» **EXERCISE DIRECTIONS**: Your answer should be the complete data, copied exactly.
>>>
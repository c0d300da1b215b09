use anyhow::Result;
use async_trait::async_trait;
use futures_util::{SinkExt, StreamExt};
use tokio::sync::mpsc;
use tokio_tungstenite::{connect_async, tungstenite::protocol::Message};
use url::Url;

use crate::peer::PeerId;
use crate::protocol::{ClientMessage, PeersDelta, ServerMessage, SignalMessage, SignalPayload};
use crate::signaling::SignalingClient;

#[derive(Debug)]
pub enum NetEvent {
    Connected,
    Disconnected,
    Peers(PeersDelta),
    Signal(SignalMessage),
}

#[derive(Debug)]
pub enum NetCommand {
    Send(ClientMessage),
}

/// Websocket link to the lobby / signal server.
pub struct NetLink {
    url: Url,
    max_retry_delay_secs: u64,
    tx: mpsc::Sender<NetEvent>,
    // 无界：主循环与 NetLink 互相投递时不能互相等待
    rx_cmd: mpsc::UnboundedReceiver<NetCommand>,
}

impl NetLink {
    pub fn new(
        url: &str,
        max_retry_delay_secs: u64,
        tx: mpsc::Sender<NetEvent>,
        rx_cmd: mpsc::UnboundedReceiver<NetCommand>,
    ) -> Result<Self> {
        Ok(Self {
            url: Url::parse(url)?,
            max_retry_delay_secs: max_retry_delay_secs.max(1),
            tx,
            rx_cmd,
        })
    }

    // 断线后指数退避重连；命令通道关闭时退出
    pub async fn run(mut self) {
        let mut retry_delay = 1;
        loop {
            match self.connect_and_loop().await {
                Ok(()) => break,
                Err(ConnectionEnd::AfterConnect(e)) => {
                    log::warn!("Signaling connection lost: {}. Reconnecting in 1s...", e);
                    let _ = self.tx.send(NetEvent::Disconnected).await;
                    retry_delay = 1;
                }
                Err(ConnectionEnd::BeforeConnect(e)) => {
                    log::warn!("Signaling connect failed: {}. Retrying in {}s...", e, retry_delay);
                }
            }
            tokio::time::sleep(tokio::time::Duration::from_secs(retry_delay)).await;
            retry_delay = std::cmp::min(retry_delay * 2, self.max_retry_delay_secs);
        }
        log::info!("NetLink stopped");
    }

    async fn connect_and_loop(&mut self) -> Result<(), ConnectionEnd> {
        log::info!("Connecting to {}...", self.url);
        let (ws_stream, _) = connect_async(self.url.as_str())
            .await
            .map_err(|e| ConnectionEnd::BeforeConnect(e.into()))?;
        log::info!("Connected to signal server");

        let (mut write, mut read) = ws_stream.split();
        self.tx
            .send(NetEvent::Connected)
            .await
            .map_err(|e| ConnectionEnd::AfterConnect(e.into()))?;

        loop {
            tokio::select! {
                msg = read.next() => {
                    match msg {
                        Some(Ok(Message::Text(text))) => {
                            if let Some(event) = parse_server_text(&text) {
                                self.tx.send(event).await.map_err(|e| ConnectionEnd::AfterConnect(e.into()))?;
                            }
                        }
                        Some(Ok(Message::Close(frame))) => {
                            log::info!("Server closed connection: {:?}", frame);
                            return Err(ConnectionEnd::AfterConnect(anyhow::anyhow!("Connection closed")));
                        }
                        Some(Ok(_)) => {}
                        Some(Err(e)) => return Err(ConnectionEnd::AfterConnect(e.into())),
                        None => return Err(ConnectionEnd::AfterConnect(anyhow::anyhow!("Connection closed"))),
                    }
                }
                cmd = self.rx_cmd.recv() => {
                    let Some(NetCommand::Send(message)) = cmd else {
                        // 所有发送端都已释放，正常退出
                        let _ = write.send(Message::Close(None)).await;
                        return Ok(());
                    };
                    let text = serde_json::to_string(&message)
                        .map_err(|e| ConnectionEnd::AfterConnect(e.into()))?;
                    log::debug!("SEND {}", text);
                    write
                        .send(Message::Text(text.into()))
                        .await
                        .map_err(|e| ConnectionEnd::AfterConnect(e.into()))?;
                }
            }
        }
    }
}

enum ConnectionEnd {
    BeforeConnect(anyhow::Error),
    AfterConnect(anyhow::Error),
}

/// Decode one server text frame; malformed frames are logged and skipped.
pub fn parse_server_text(text: &str) -> Option<NetEvent> {
    match serde_json::from_str::<ServerMessage>(text) {
        Ok(ServerMessage::Peers(delta)) => {
            log::debug!("RECV peers: {}", text);
            Some(NetEvent::Peers(delta))
        }
        Ok(ServerMessage::Signal { id, signal }) => {
            log::debug!("RECV signal from {}: {}", id, signal.kind());
            Some(NetEvent::Signal(SignalMessage { from: id, payload: signal }))
        }
        Err(e) => {
            log::warn!("Malformed server message ({}): {}", e, text);
            None
        }
    }
}

/// [`SignalingClient`] that queues messages onto the NetLink command channel.
#[derive(Debug, Clone)]
pub struct NetSignaling {
    tx: mpsc::UnboundedSender<NetCommand>,
}

impl NetSignaling {
    pub fn new(tx: mpsc::UnboundedSender<NetCommand>) -> Self {
        Self { tx }
    }
}

#[async_trait]
impl SignalingClient for NetSignaling {
    async fn send(&self, to: &PeerId, payload: SignalPayload) -> Result<()> {
        self.tx
            .send(NetCommand::Send(ClientMessage::Signal { id: to.clone(), signal: payload }))?;
        Ok(())
    }
}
<<<
» **REPLY**:
repository c0d300da1b215b09
use anyhow::Result;
use async_trait::async_trait;
use futures_util::{SinkExt, StreamExt};
use tokio::sync::mpsc;
use tokio_tungstenite::{connect_async, tungstenite::protocol::Message};
use url::Url;

use crate::peer::PeerId;
use crate::protocol::{ClientMessage, PeersDelta, ServerMessage, SignalMessage, SignalPayload};
use crate::signaling::SignalingClient;

#[derive(Debug)]
pub enum NetEvent {
    Connected,
    Disconnected,
    Peers(PeersDelta),
    Signal(SignalMessage),
}

#[derive(Debug)]
pub enum NetCommand {
    Send(ClientMessage),
}

/// Websocket link to the lobby / signal server.
pub struct NetLink {
    url: Url,
    max_retry_delay_secs: u64,
    tx: mpsc::Sender<NetEvent>,
    // 无界：主循环与 NetLink 互相投递时不能互相等待
    rx_cmd: mpsc::UnboundedReceiver<NetCommand>,
}

impl NetLink {
    pub fn new(
        url: &str,
        max_retry_delay_secs: u64,
        tx: mpsc::Sender<NetEvent>,
        rx_cmd: mpsc::UnboundedReceiver<NetCommand>,
    ) -> Result<Self> {
        Ok(Self {
            url: Url::parse(url)?,
            max_retry_delay_secs: max_retry_delay_secs.max(1),
            tx,
            rx_cmd,
        })
    }

    // 断线后指数退避重连；命令通道关闭时退出
    pub async fn run(mut self) {
        let mut retry_delay = 1;
        loop {
            match self.connect_and_loop().await {
                Ok(()) => break,
                Err(ConnectionEnd::AfterConnect(e)) => {
                    log::warn!("Signaling connection lost: {}. Reconnecting in 1s...", e);
                    let _ = self.tx.send(NetEvent::Disconnected).await;
                    retry_delay = 1;
                }
                Err(ConnectionEnd::BeforeConnect(e)) => {
                    log::warn!("Signaling connect failed: {}. Retrying in {}s...", e, retry_delay);
                }
            }
            tokio::time::sleep(tokio::time::Duration::from_secs(retry_delay)).await;
            retry_delay = std::cmp::min(retry_delay * 2, self.max_retry_delay_secs);
        }
        log::info!("NetLink stopped");
    }

    async fn connect_and_loop(&mut self) -> Result<(), ConnectionEnd> {
        log::info!("Connecting to {}...", self.url);
        let (ws_stream, _) = connect_async(self.url.as_str())
            .await
            .map_err(|e| ConnectionEnd::BeforeConnect(e.into()))?;
        log::info!("Connected to signal server");

        let (mut write, mut read) = ws_stream.split();
        self.tx
            .send(NetEvent::Connected)
            .await
            .map_err(|e| ConnectionEnd::AfterConnect(e.into()))?;

        loop {
            tokio::select! {
                msg = read.next() => {
                    match msg {
                        Some(Ok(Message::Text(text))) => {
                            if let Some(event) = parse_server_text(&text) {
                                self.tx.send(event).await.map_err(|e| ConnectionEnd::AfterConnect(e.into()))?;
                            }
                        }
                        Some(Ok(Message::Close(frame))) => {
                            log::info!("Server closed connection: {:?}", frame);
                            return Err(ConnectionEnd::AfterConnect(anyhow::anyhow!("Connection closed")));
                        }
                        Some(Ok(_)) => {}
                        Some(Err(e)) => return Err(ConnectionEnd::AfterConnect(e.into())),
                        None => return Err(ConnectionEnd::AfterConnect(anyhow::anyhow!("Connection closed"))),
                    }
                }
                cmd = self.rx_cmd.recv() => {
                    let Some(NetCommand::Send(message)) = cmd else {
                        // 所有发送端都已释放，正常退出
                        let _ = write.send(Message::Close(None)).await;
                        return Ok(());
                    };
                    let text = serde_json::to_string(&message)
                        .map_err(|e| ConnectionEnd::AfterConnect(e.into()))?;
                    log::debug!("SEND {}", text);
                    write
                        .send(Message::Text(text.into()))
                        .await
                        .map_err(|e| ConnectionEnd::AfterConnect(e.into()))?;
                }
            }
        }
    }
}

enum ConnectionEnd {
    BeforeConnect(anyhow::Error),
    AfterConnect(anyhow::Error),
}

/// Decode one server text frame; malformed frames are logged and skipped.
pub fn parse_server_text(text: &str) -> Option<NetEvent> {
    match serde_json::from_str::<ServerMessage>(text) {
        Ok(ServerMessage::Peers(delta)) => {
            log::debug!("RECV peers: {}", text);
            Some(NetEvent::Peers(delta))
        }
        Ok(ServerMessage::Signal { id, signal }) => {
            log::debug!("RECV signal from {}: {}", id, signal.kind());
            Some(NetEvent::Signal(SignalMessage { from: id, payload: signal }))
        }
        Err(e) => {
            log::warn!("Malformed server message ({}): {}", e, text);
            None
        }
    }
}

/// [`SignalingClient`] that queues messages onto the NetLink command channel.
#[derive(Debug, Clone)]
pub struct NetSignaling {
    tx: mpsc::UnboundedSender<NetCommand>,
}

impl NetSignaling {
    pub fn new(tx: mpsc::UnboundedSender<NetCommand>) -> Self {
        Self { tx }
    }
}

#[async_trait]
impl SignalingClient for NetSignaling {
    async fn send(&self, to: &PeerId, payload: SignalPayload) -> Result<()> {
        self.tx
            .send(NetCommand::Send(ClientMessage::Signal { id: to.clone(), signal: payload }))?;
        Ok(())
    }
}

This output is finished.